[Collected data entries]

• • •

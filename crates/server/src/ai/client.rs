//! Client for the OpenAI Chat Completions API

use serde::{Deserialize, Serialize};

use crate::error::ProviderError;
use crate::middleware::record_provider_call;
use crate::retry::RetryPolicy;

const PROVIDER: &str = "llm";

/// Client for an OpenAI-compatible `/chat/completions` endpoint
#[derive(Clone)]
pub struct OpenAiClient {
    http: reqwest::Client,
    base_url: String,
    api_key: String,
    model: String,
    retry: RetryPolicy,
}

/// A message in the conversation
#[derive(Debug, Clone, Serialize, Deserialize)]
pub struct Message {
    pub role: String,
    pub content: String,
}

impl Message {
    pub fn system(content: impl Into<String>) -> Self {
        Self {
            role: "system".to_string(),
            content: content.into(),
        }
    }

    pub fn user(content: impl Into<String>) -> Self {
        Self {
            role: "user".to_string(),
            content: content.into(),
        }
    }
}

/// Sampling limits for a completion
#[derive(Debug, Clone, Copy)]
pub struct CompletionOptions {
    pub max_tokens: u32,
    pub temperature: f32,
}

/// Request body for the Chat Completions API
#[derive(Serialize)]
struct ApiRequest<'a> {
    model: &'a str,
    messages: &'a [Message],
    max_tokens: u32,
    temperature: f32,
}

/// Response from the Chat Completions API
#[derive(Debug, Deserialize)]
pub struct ApiResponse {
    #[serde(default)]
    pub choices: Vec<Choice>,
}

#[derive(Debug, Deserialize)]
pub struct Choice {
    pub message: ChoiceMessage,
}

#[derive(Debug, Deserialize)]
pub struct ChoiceMessage {
    #[serde(default)]
    pub content: Option<String>,
}

/// Error detail from the Chat Completions API
#[derive(Debug, Deserialize)]
struct ApiError {
    error: ApiErrorDetail,
}

#[derive(Debug, Deserialize)]
struct ApiErrorDetail {
    message: String,
    #[serde(default, rename = "type")]
    kind: Option<String>,
    #[serde(default)]
    code: Option<String>,
}

impl ApiErrorDetail {
    fn is_quota(&self) -> bool {
        [self.kind.as_deref(), self.code.as_deref()].contains(&Some("insufficient_quota"))
    }
}

/// Map a non-success response to a provider error.
///
/// A 429 caused by an exhausted quota is permanent; other 429s are throttling.
fn error_from_response(status: u16, body: String) -> ProviderError {
    match serde_json::from_str::<ApiError>(&body) {
        Ok(ApiError { error }) if error.is_quota() => ProviderError::QuotaExhausted {
            provider: PROVIDER,
            message: error.message,
        },
        Ok(ApiError { error }) => ProviderError::Status {
            provider: PROVIDER,
            status,
            body: error.message,
        },
        Err(_) => ProviderError::Status {
            provider: PROVIDER,
            status,
            body,
        },
    }
}

impl OpenAiClient {
    pub fn new(
        http: reqwest::Client,
        base_url: impl Into<String>,
        api_key: impl Into<String>,
        model: impl Into<String>,
        retry: RetryPolicy,
    ) -> Self {
        Self {
            http,
            base_url: base_url.into().trim_end_matches('/').to_string(),
            api_key: api_key.into(),
            model: model.into(),
            retry,
        }
    }

    pub fn model(&self) -> &str {
        &self.model
    }

    /// Send a system + user prompt pair, return the reply text
    pub async fn complete(
        &self,
        system: &str,
        user_message: &str,
        options: CompletionOptions,
    ) -> Result<String, ProviderError> {
        let messages = [Message::system(system), Message::user(user_message)];
        let messages = messages.as_slice();

        let response = self
            .retry
            .run("chat_completion", || self.send(messages, options))
            .await?;
        extract_text(&response)
    }

    /// Issue one request to `/chat/completions`
    pub async fn send(
        &self,
        messages: &[Message],
        options: CompletionOptions,
    ) -> Result<ApiResponse, ProviderError> {
        let result = self.send_once(messages, options).await;
        record_provider_call(PROVIDER, &result);
        result
    }

    async fn send_once(
        &self,
        messages: &[Message],
        options: CompletionOptions,
    ) -> Result<ApiResponse, ProviderError> {
        let request = ApiRequest {
            model: &self.model,
            messages,
            max_tokens: options.max_tokens,
            temperature: options.temperature,
        };

        let response = self
            .http
            .post(format!("{}/chat/completions", self.base_url))
            .bearer_auth(&self.api_key)
            .json(&request)
            .send()
            .await
            .map_err(|e| ProviderError::from_reqwest(PROVIDER, e))?;

        if !response.status().is_success() {
            let status = response.status().as_u16();
            let body = response.text().await.unwrap_or_default();
            return Err(error_from_response(status, body));
        }

        response
            .json::<ApiResponse>()
            .await
            .map_err(|e| ProviderError::Decode {
                provider: PROVIDER,
                message: e.to_string(),
            })
    }
}

/// Extract the first non-empty reply from an API response
pub fn extract_text(response: &ApiResponse) -> Result<String, ProviderError> {
    response
        .choices
        .iter()
        .filter_map(|c| c.message.content.as_deref())
        .map(str::trim)
        .find(|text| !text.is_empty())
        .map(str::to_string)
        .ok_or_else(|| ProviderError::Decode {
            provider: PROVIDER,
            message: "No text content in response".to_string(),
        })
}
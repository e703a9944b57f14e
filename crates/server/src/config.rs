//! Server configuration

use std::path::PathBuf;
use std::str::FromStr;

use thiserror::Error;

pub const DEFAULT_REGISTRY_BASE_URL: &str = "https://clinicaltrials.gov/api/v2";
pub const DEFAULT_GEOCODE_BASE_URL: &str = "https://maps.googleapis.com/maps/api/geocode/json";
pub const DEFAULT_OPENAI_BASE_URL: &str = "https://api.openai.com/v1";
pub const DEFAULT_OPENAI_MODEL: &str = "gpt-3.5-turbo";

/// Startup configuration failure
#[derive(Debug, Error)]
pub enum ConfigError {
    #[error("{0} must be set")]
    Missing(&'static str),

    #[error("{name} has invalid value '{value}'")]
    Invalid { name: &'static str, value: String },

    #[error("Failed to build HTTP client: {0}")]
    HttpClient(#[from] reqwest::Error),
}

/// Server configuration loaded from environment variables
#[derive(Debug, Clone)]
pub struct Config {
    pub bind_address: String,
    pub openai_api_key: String,
    pub openai_model: String,
    pub openai_base_url: String,
    pub maps_api_key: Option<String>,
    pub geocode_base_url: String,
    pub registry_base_url: String,
    pub http_timeout_secs: u64,
    pub geocode_concurrency: usize,
    pub max_retries: usize,
    pub rate_limit_rps: u32,
    pub cors_origins: Vec<String>,
    pub static_dir: PathBuf,
}

impl Config {
    /// Load configuration from environment variables
    pub fn from_env() -> Result<Self, ConfigError> {
        Self::from_lookup(|name| std::env::var(name).ok())
    }

    /// Load configuration from an arbitrary variable source
    pub fn from_lookup<F>(lookup: F) -> Result<Self, ConfigError>
    where
        F: Fn(&str) -> Option<String>,
    {
        // Blank values count as unset
        let var = |name: &str| lookup(name).filter(|v| !v.trim().is_empty());

        let openai_api_key = var("OPENAI_API_KEY").ok_or(ConfigError::Missing("OPENAI_API_KEY"))?;

        let bind_address = match (var("BIND_ADDRESS"), var("PORT")) {
            (Some(addr), _) => addr,
            (None, Some(port)) => format!("0.0.0.0:{}", port.trim()),
            (None, None) => "0.0.0.0:8080".to_string(),
        };

        let cors_origins = var("CORS_ORIGINS")
            .map(|v| {
                v.split(',')
                    .map(|o| o.trim().to_string())
                    .filter(|o| !o.is_empty())
                    .collect()
            })
            .unwrap_or_else(|| vec!["*".to_string()]);

        Ok(Self {
            bind_address,
            openai_api_key,
            openai_model: var("OPENAI_MODEL").unwrap_or_else(|| DEFAULT_OPENAI_MODEL.into()),
            openai_base_url: var("OPENAI_BASE_URL").unwrap_or_else(|| DEFAULT_OPENAI_BASE_URL.into()),
            maps_api_key: var("GOOGLE_MAPS_API_KEY"),
            geocode_base_url: var("GEOCODE_BASE_URL")
                .unwrap_or_else(|| DEFAULT_GEOCODE_BASE_URL.into()),
            registry_base_url: var("REGISTRY_BASE_URL")
                .unwrap_or_else(|| DEFAULT_REGISTRY_BASE_URL.into()),
            http_timeout_secs: parse("HTTP_TIMEOUT_SECS", var("HTTP_TIMEOUT_SECS"), 15)?,
            geocode_concurrency: parse("GEOCODE_CONCURRENCY", var("GEOCODE_CONCURRENCY"), 8)?,
            max_retries: parse("MAX_RETRIES", var("MAX_RETRIES"), 2)?,
            rate_limit_rps: parse("RATE_LIMIT_RPS", var("RATE_LIMIT_RPS"), 100)?,
            cors_origins,
            static_dir: var("STATIC_DIR")
                .map(PathBuf::from)
                .unwrap_or_else(|| PathBuf::from("static")),
        })
    }
}

fn parse<T: FromStr>(name: &'static str, value: Option<String>, default: T) -> Result<T, ConfigError> {
    match value {
        Some(v) => v
            .trim()
            .parse()
            .map_err(|_| ConfigError::Invalid { name, value: v }),
        None => Ok(default),
    }
}

#[cfg(test)]
mod tests {
    use super::*;
    use std::collections::HashMap;

    fn load(vars: &[(&str, &str)]) -> Result<Config, ConfigError> {
        let vars: HashMap<String, String> = vars
            .iter()
            .map(|(k, v)| (k.to_string(), v.to_string()))
            .collect();
        Config::from_lookup(|name| vars.get(name).cloned())
    }

    #[test]
    fn missing_openai_key_is_fatal() {
        let err = load(&[]).unwrap_err();
        assert!(matches!(err, ConfigError::Missing("OPENAI_API_KEY")));

        let err = load(&[("OPENAI_API_KEY", "  ")]).unwrap_err();
        assert!(matches!(err, ConfigError::Missing("OPENAI_API_KEY")));
    }

    #[test]
    fn defaults_apply() {
        let config = load(&[("OPENAI_API_KEY", "sk-test")]).unwrap();
        assert_eq!(config.bind_address, "0.0.0.0:8080");
        assert_eq!(config.openai_model, "gpt-3.5-turbo");
        assert_eq!(config.registry_base_url, DEFAULT_REGISTRY_BASE_URL);
        assert!(config.maps_api_key.is_none());
        assert_eq!(config.http_timeout_secs, 15);
        assert_eq!(config.geocode_concurrency, 8);
        assert_eq!(config.cors_origins, ["*"]);
    }

    #[test]
    fn port_fills_bind_address() {
        let config = load(&[("OPENAI_API_KEY", "sk-test"), ("PORT", "9000")]).unwrap();
        assert_eq!(config.bind_address, "0.0.0.0:9000");
    }

    #[test]
    fn invalid_number_is_reported() {
        let err = load(&[("OPENAI_API_KEY", "sk-test"), ("MAX_RETRIES", "lots")]).unwrap_err();
        assert!(matches!(err, ConfigError::Invalid { name: "MAX_RETRIES", .. }));
    }

    #[test]
    fn cors_origins_are_split() {
        let config = load(&[
            ("OPENAI_API_KEY", "sk-test"),
            ("CORS_ORIGINS", "http://a.test, http://b.test,"),
        ])
        .unwrap();
        assert_eq!(config.cors_origins, ["http://a.test", "http://b.test"]);
    }
}
//! 参加者CSVの取得
//!
//! 任意データ。取得・解析に失敗した場合は警告を出して「なし」として扱う。

use super::{google_export_url, Fetcher, Source};
use crate::error::Result;
use std::path::Path;
use tpc_report_common::{parse_attendees, Attendee};

pub const DEFAULT_ATTENDEES_FILE: &str = "attendees.csv";

/// 参加者CSVの取得元を決定（未指定時は `dir` の attendees.csv）
pub fn attendees_source(value: Option<&str>, dir: &Path) -> Source {
    let Some(value) = value else {
        return Source::File(dir.join(DEFAULT_ATTENDEES_FILE));
    };
    match google_export_url(value, "spreadsheets", "csv") {
        Some(export) => Source::Url(export),
        None => Source::parse(value),
    }
}

/// 参加者一覧を取得
pub async fn fetch_attendees(fetcher: &Fetcher, source: &Source) -> Result<Vec<Attendee>> {
    let content = fetcher.fetch_text(source).await?;
    Ok(parse_attendees(&content, &source.name())?)
}

/// 参加者一覧を取得（失敗時は None）
///
/// 一部だけの参加者リストは作らない。全件取得できなければ None。
pub async fn load_attendees(fetcher: &Fetcher, source: &Source) -> Option<Vec<Attendee>> {
    match fetch_attendees(fetcher, source).await {
        Ok(list) if !list.is_empty() => Some(list),
        Ok(_) => {
            tracing::warn!(source = %source.name(), "attendee list is empty");
            None
        }
        Err(e) => {
            tracing::warn!(source = %source.name(), error = %e, "attendee list unavailable");
            None
        }
    }
}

• • •

▸ **YOUR GOAL**
Transcribe verbatim. Cover the lines from the first line of the entries above to the line containing "Client for an", inclusive.

▸ **REPLY**
filename crates/server/src/ai/client.rs
//! Client for the OpenAI Chat Completions API

use serde::{Deserialize, Serialize};

use crate::error::ProviderError;
use crate::middleware::record_provider_call;
use crate::retry::RetryPolicy;

const PROVIDER: &str = "llm";

/// Client for an OpenAI-compatible `/chat/completions` endpoint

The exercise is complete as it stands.